** Opening Given records block **

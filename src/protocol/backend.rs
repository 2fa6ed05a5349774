//! Backend (server → client) messages.
//!
//! One closed enum for everything the server can send. Transport packets
//! (ACCEPT, REFUSE, MARKER, ...) decode to a single message; DATA packets
//! carry a run of TTC messages, demultiplexed by `FrameDecoder`.

use std::sync::Arc;

use bytes::Bytes;

use super::auth::SessionData;
use super::constants::{control_type, server_piggyback, version};
use super::describe::{ColumnMetadata, ColumnValue};
use super::error::{DecodeError, DecodeResult};
use super::error_info::BackendError;
use super::ub::UbReader;

/// Backend message types
#[derive(Debug, Clone, PartialEq)]
pub enum BackendMessage {
    Accept(Accept),
    Refuse(Refuse),
    Redirect(String),
    /// Marker packet type (BREAK, RESET, INTERRUPT)
    Marker(u8),
    Control(u16),
    /// Server asks for the last packet again
    Resend,
    Protocol(ProtocolInfo),
    DataTypes,
    Parameter(Parameter),
    Status(Status),
    Error(BackendError),
    Warning(BackendError),
    DescribeInfo(Arc<[ColumnMetadata]>),
    RowHeader,
    BitVector,
    RowData(Vec<ColumnValue>),
    LobData(Bytes),
    ServerPiggyback(ServerPiggyback),
    FlushOutBinds,
    EndOfResponse,
}

/// ACCEPT packet contents
#[derive(Debug, Clone, PartialEq, Eq)]
pub struct Accept {
    pub protocol_version: u16,
    pub protocol_options: u16,
    pub nsi_flags: u8,
    pub sdu: u32,
    pub flags2: u32,
}

/// REFUSE packet contents
#[derive(Debug, Clone, PartialEq, Eq)]
pub struct Refuse {
    pub user_reason: u8,
    pub system_reason: u8,
    pub data: String,
}

impl Refuse {
    /// Listener error code from `(ERR=12514)` in the refuse data.
    pub fn error_code(&self) -> Option<u32> {
        let start = self.data.find("(ERR=")? + "(ERR=".len();
        let digits: String = self.data[start..]
            .chars()
            .take_while(|c| c.is_ascii_digit())
            .collect();
        digits.parse().ok()
    }
}

/// Protocol negotiation response
#[derive(Debug, Clone, PartialEq, Eq)]
pub struct ProtocolInfo {
    pub server_version: u8,
    pub banner: String,
    pub charset_id: u16,
    pub ncharset_id: Option<u16>,
    pub compile_caps: Option<Bytes>,
    pub runtime_caps: Option<Bytes>,
}

/// End-of-call status
#[derive(Debug, Clone, Copy, PartialEq, Eq)]
pub struct Status {
    pub call_status: u32,
    pub end_to_end_sequence: u16,
}

/// Keyword values returned by execute
pub mod keyword {
    pub const CURRENT_SCHEMA: u16 = 168;
    pub const EDITION: u16 = 172;
}

/// PARAMETER message; the shape depends on the request that is answered.
#[derive(Debug, Clone, PartialEq)]
pub enum Parameter {
    Authentication(SessionData),
    Statement(Vec<(u16, Option<Bytes>)>),
    Lob(LobParameters),
}

/// Values returned by a LOB operation
#[derive(Debug, Clone, Default, PartialEq, Eq)]
pub struct LobParameters {
    pub source_locator: Option<Bytes>,
    pub dest_locator: Option<Bytes>,
    pub amount: Option<i64>,
    pub flag: Option<bool>,
}

/// Server-side piggyback that carries state the client keeps.
#[derive(Debug, Clone, PartialEq, Eq)]
pub enum ServerPiggyback {
    Ltxid(Bytes),
    SessionState { session_id: u32, serial_num: u16 },
    /// Consumed for framing, nothing to keep
    Skipped(u8),
}

impl BackendMessage {
    pub(crate) fn decode_accept(payload: &mut Bytes) -> DecodeResult<Self> {
        let protocol_version = payload.read_u16_be()?;
        let protocol_options = payload.read_u16_be()?;
        payload.skip(10)?;
        let nsi_flags = payload.read_u8()?;
        payload.skip(9)?;
        let sdu = payload.read_u32_be()?;
        let flags2 = if protocol_version >= version::MIN_OOB_CHECK {
            payload.skip(5)?;
            payload.read_u32_be()?
        } else {
            0
        };
        Ok(BackendMessage::Accept(Accept {
            protocol_version,
            protocol_options,
            nsi_flags,
            sdu,
            flags2,
        }))
    }

    pub(crate) fn decode_refuse(payload: &mut Bytes) -> DecodeResult<Self> {
        let user_reason = payload.read_u8()?;
        let system_reason = payload.read_u8()?;
        let length = payload.read_u16_be()? as usize;
        let data = payload.read_raw(length.min(payload.len()))?;
        Ok(BackendMessage::Refuse(Refuse {
            user_reason,
            system_reason,
            data: String::from_utf8_lossy(&data).into_owned(),
        }))
    }

    pub(crate) fn decode_redirect(payload: &mut Bytes) -> DecodeResult<Self> {
        let length = payload.read_u16_be()? as usize;
        let data = payload.read_raw(length.min(payload.len()))?;
        Ok(BackendMessage::Redirect(
            String::from_utf8_lossy(&data).into_owned(),
        ))
    }

    pub(crate) fn decode_marker(payload: &mut Bytes) -> DecodeResult<Self> {
        payload.skip(2)?;
        Ok(BackendMessage::Marker(payload.read_u8()?))
    }

    pub(crate) fn decode_control(payload: &mut Bytes) -> DecodeResult<Self> {
        match payload.read_u16_be()? {
            kind @ (control_type::INBAND_NOTIFICATION | control_type::RESET_OOB) => {
                Ok(BackendMessage::Control(kind))
            }
            other => Err(DecodeError::UnknownControlType(other)),
        }
    }

    pub(crate) fn decode_protocol(payload: &mut Bytes) -> DecodeResult<Self> {
        let server_version = payload.read_u8()?;
        payload.skip(1)?;
        let banner = payload.read_null_terminated("server banner")?;
        let charset_id = payload.read_u16_le()?;
        payload.skip(1)?; // server flags
        let elements = payload.read_u16_le()? as usize;
        payload.skip(elements * 5)?;
        let fdo_length = payload.read_u16_be()? as usize;
        let fdo = payload.read_raw(fdo_length)?;
        let ncharset_id = fdo_ncharset(&fdo);
        let compile_caps = payload.read_bytes()?;
        let runtime_caps = payload.read_bytes()?;
        Ok(BackendMessage::Protocol(ProtocolInfo {
            server_version,
            banner,
            charset_id,
            ncharset_id,
            compile_caps,
            runtime_caps,
        }))
    }

    pub(crate) fn decode_data_types(payload: &mut Bytes) -> DecodeResult<Self> {
        loop {
            if payload.read_u16_be()? == 0 {
                break;
            }
            if payload.read_u16_be()? != 0 {
                payload.skip(4)?;
            }
        }
        Ok(BackendMessage::DataTypes)
    }

    pub(crate) fn decode_status(payload: &mut Bytes) -> DecodeResult<Self> {
        let call_status = payload.read_u32_be()?;
        let end_to_end_sequence = payload.read_u16_be()?;
        Ok(BackendMessage::Status(Status {
            call_status,
            end_to_end_sequence,
        }))
    }

    pub(crate) fn decode_auth_parameters(payload: &mut Bytes) -> DecodeResult<Self> {
        let count = payload.read_ub2()?;
        let mut session = SessionData::default();
        for _ in 0..count {
            payload.skip_ub4()?;
            let key = payload.read_str("auth key")?.unwrap_or_default();
            let value = if payload.read_ub4()? > 0 {
                payload.read_str("auth value")?.unwrap_or_default()
            } else {
                String::new()
            };
            let flags = payload.read_ub4()?;
            session.insert(key, value, flags);
        }
        Ok(BackendMessage::Parameter(Parameter::Authentication(session)))
    }

    pub(crate) fn decode_statement_parameters(payload: &mut Bytes) -> DecodeResult<Self> {
        let count = payload.read_ub2()?; // al8o4l
        for _ in 0..count {
            payload.skip_ub4()?;
        }
        let length = payload.read_ub2()?; // al8txl
        payload.skip(length as usize)?;
        let count = payload.read_ub2()?;
        let mut keywords = Vec::with_capacity(count as usize);
        for _ in 0..count {
            if payload.read_ub2()? > 0 {
                payload.skip_bytes_chunked()?; // key text
            }
            let value = if payload.read_ub2()? > 0 {
                payload.read_bytes()?
            } else {
                None
            };
            keywords.push((payload.read_ub2()?, value));
        }
        let length = payload.read_ub2()?; // registration
        payload.skip(length as usize)?;
        Ok(BackendMessage::Parameter(Parameter::Statement(keywords)))
    }

    pub(crate) fn decode_lob_parameters(
        payload: &mut Bytes,
        source_len: usize,
        dest_len: usize,
        operation: u32,
        send_amount: bool,
    ) -> DecodeResult<Self> {
        use super::constants::lob_op;

        let mut params = LobParameters::default();
        if source_len > 0 {
            params.source_locator = Some(payload.read_raw(source_len)?);
        }
        if dest_len > 0 {
            params.dest_locator = Some(payload.read_raw(dest_len)?);
        }
        if operation == lob_op::CREATE_TEMP {
            payload.skip_ub2()?; // charset
            payload.skip(3)?;
        }
        if send_amount {
            params.amount = Some(payload.read_sb8()?);
        }
        if operation == lob_op::CREATE_TEMP {
            params.flag = Some(payload.read_ub2()? > 0);
        }
        Ok(BackendMessage::Parameter(Parameter::Lob(params)))
    }

    pub(crate) fn decode_server_piggyback(payload: &mut Bytes) -> DecodeResult<Self> {
        let opcode = payload.read_ub1()?;
        let piggyback = match opcode {
            server_piggyback::LTXID => match payload.read_ub4()? {
                0 => ServerPiggyback::Skipped(opcode),
                _ => ServerPiggyback::Ltxid(payload.read_bytes()?.unwrap_or_default()),
            },
            server_piggyback::QUERY_CACHE_INVALIDATION | server_piggyback::TRACE_EVENT => {
                ServerPiggyback::Skipped(opcode)
            }
            server_piggyback::OS_PID_MTS => {
                payload.skip_ub2()?;
                payload.skip_bytes_chunked()?;
                ServerPiggyback::Skipped(opcode)
            }
            server_piggyback::SYNC => {
                payload.skip_ub2()?; // DTY count
                payload.skip_ub1()?; // DTY length
                let elements = payload.read_ub2()?;
                payload.skip_ub1()?;
                skip_key_values(payload, elements)?;
                payload.skip_ub4()?; // overall flags
                ServerPiggyback::Skipped(opcode)
            }
            server_piggyback::EXT_SYNC => {
                payload.skip_ub2()?;
                payload.skip_ub1()?;
                ServerPiggyback::Skipped(opcode)
            }
            server_piggyback::AC_REPLAY_CONTEXT => {
                payload.skip_ub2()?;
                payload.skip_ub1()?;
                payload.skip_ub4()?; // flags
                payload.skip_ub4()?; // error code
                payload.skip_ub1()?; // queue
                if payload.read_ub4()? > 0 {
                    payload.skip_bytes_chunked()?; // replay context
                }
                ServerPiggyback::Skipped(opcode)
            }
            server_piggyback::SESS_RET => {
                payload.skip_ub2()?;
                payload.skip_ub1()?;
                let elements = payload.read_ub2()?;
                if elements > 0 {
                    payload.skip_ub1()?;
                    skip_key_values(payload, elements)?;
                }
                payload.skip_ub4()?; // session flags
                let session_id = payload.read_ub4()?;
                let serial_num = payload.read_ub2()?;
                ServerPiggyback::SessionState {
                    session_id,
                    serial_num,
                }
            }
            other => {
                tracing::warn!(opcode = other, "Unknown server piggyback");
                return Err(DecodeError::FieldNotDecodable("server piggyback opcode"));
            }
        };
        Ok(BackendMessage::ServerPiggyback(piggyback))
    }
}

fn skip_key_values(payload: &mut Bytes, count: u16) -> DecodeResult<()> {
    for _ in 0..count {
        if payload.read_ub2()? > 0 {
            payload.skip_bytes_chunked()?;
        }
        if payload.read_ub2()? > 0 {
            payload.skip_bytes_chunked()?;
        }
        payload.skip_ub2()?; // flags
    }
    Ok(())
}

/// National character set id, buried in the FDO block.
fn fdo_ncharset(fdo: &[u8]) -> Option<u16> {
    let ix = 6 + *fdo.get(5)? as usize + *fdo.get(6)? as usize;
    let high = *fdo.get(ix + 3)?;
    let low = *fdo.get(ix + 4)?;
    Some(u16::from_be_bytes([high, low]))
}

#[cfg(test)]
mod tests {
    use super::*;
    use crate::protocol::ub::UbWriter;
    use bytes::{BufMut, BytesMut};
    use pretty_assertions::assert_eq;

    #[test]
    fn test_refuse_error_code() {
        let refuse = Refuse {
            user_reason: 0,
            system_reason: 0,
            data: "(DESCRIPTION=(TMP=)(VSNNUM=0)(ERR=12514)(ERROR_STACK=))".to_string(),
        };
        assert_eq!(refuse.error_code(), Some(12514));
        assert_eq!(
            Refuse { data: String::new(), ..refuse }.error_code(),
            None
        );
    }

    #[test]
    fn test_accept_with_flags2() {
        let mut buf = BytesMut::new();
        buf.put_u16(319);
        buf.put_u16(0);
        buf.put_slice(&[0; 10]);
        buf.put_u8(0);
        buf.put_slice(&[0; 9]);
        buf.put_u32(8192);
        buf.put_slice(&[0; 5]);
        buf.put_u32(0x1200_0000);
        let msg = BackendMessage::decode_accept(&mut buf.freeze()).unwrap();
        assert_eq!(
            msg,
            BackendMessage::Accept(Accept {
                protocol_version: 319,
                protocol_options: 0,
                nsi_flags: 0,
                sdu: 8192,
                flags2: 0x1200_0000,
            })
        );
    }

    #[test]
    fn test_unknown_control_type() {
        let mut buf = Bytes::from_static(&[0, 42]);
        assert_eq!(
            BackendMessage::decode_control(&mut buf).unwrap_err(),
            DecodeError::UnknownControlType(42)
        );
    }

    #[test]
    fn test_auth_parameters_keep_flags() {
        let mut buf = BytesMut::new();
        buf.put_ub2(1);
        buf.put_ub4(13);
        buf.put_bytes_with_length(b"AUTH_VFR_DATA");
        buf.put_ub4(4);
        buf.put_bytes_with_length(b"ABCD");
        buf.put_ub4(0x4815);
        let msg = BackendMessage::decode_auth_parameters(&mut buf.freeze()).unwrap();
        let BackendMessage::Parameter(Parameter::Authentication(session)) = msg else {
            panic!("expected auth parameters");
        };
        assert_eq!(session.get("AUTH_VFR_DATA"), Some("ABCD"));
        assert_eq!(session.flags("AUTH_VFR_DATA"), Some(0x4815));
    }

    #[test]
    fn test_fdo_ncharset_is_bounds_checked() {
        assert_eq!(fdo_ncharset(&[0; 4]), None);
        let mut fdo = vec![0u8; 12];
        fdo[9] = 0x07;
        fdo[10] = 0xd0;
        assert_eq!(fdo_ncharset(&fdo), Some(2000));
    }

    #[test]
    fn test_session_return_piggyback() {
        let mut buf = BytesMut::new();
        buf.put_u8(server_piggyback::SESS_RET);
        buf.put_ub2(0);
        buf.put_u8(0);
        buf.put_ub2(0);
        buf.put_ub4(0);
        buf.put_ub4(77);
        buf.put_ub2(1234);
        let msg = BackendMessage::decode_server_piggyback(&mut buf.freeze()).unwrap();
        assert_eq!(
            msg,
            BackendMessage::ServerPiggyback(ServerPiggyback::SessionState {
                session_id: 77,
                serial_num: 1234,
            })
        );
    }
}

** Closing Given records block **

Reproduce verbatim only this range: the first line of the material through the line that contains "use super::ub::UbReader;", inclusive.

filename src/protocol/backend.rs
repository 2fa6ed05a5349774
//! Backend (server → client) messages.
//!
//! One closed enum for everything the server can send. Transport packets
//! (ACCEPT, REFUSE, MARKER, ...) decode to a single message; DATA packets
//! carry a run of TTC messages, demultiplexed by `FrameDecoder`.

use std::sync::Arc;

use bytes::Bytes;

use super::auth::SessionData;
use super::constants::{control_type, server_piggyback, version};
use super::describe::{ColumnMetadata, ColumnValue};
use super::error::{DecodeError, DecodeResult};
use super::error_info::BackendError;
use super::ub::UbReader;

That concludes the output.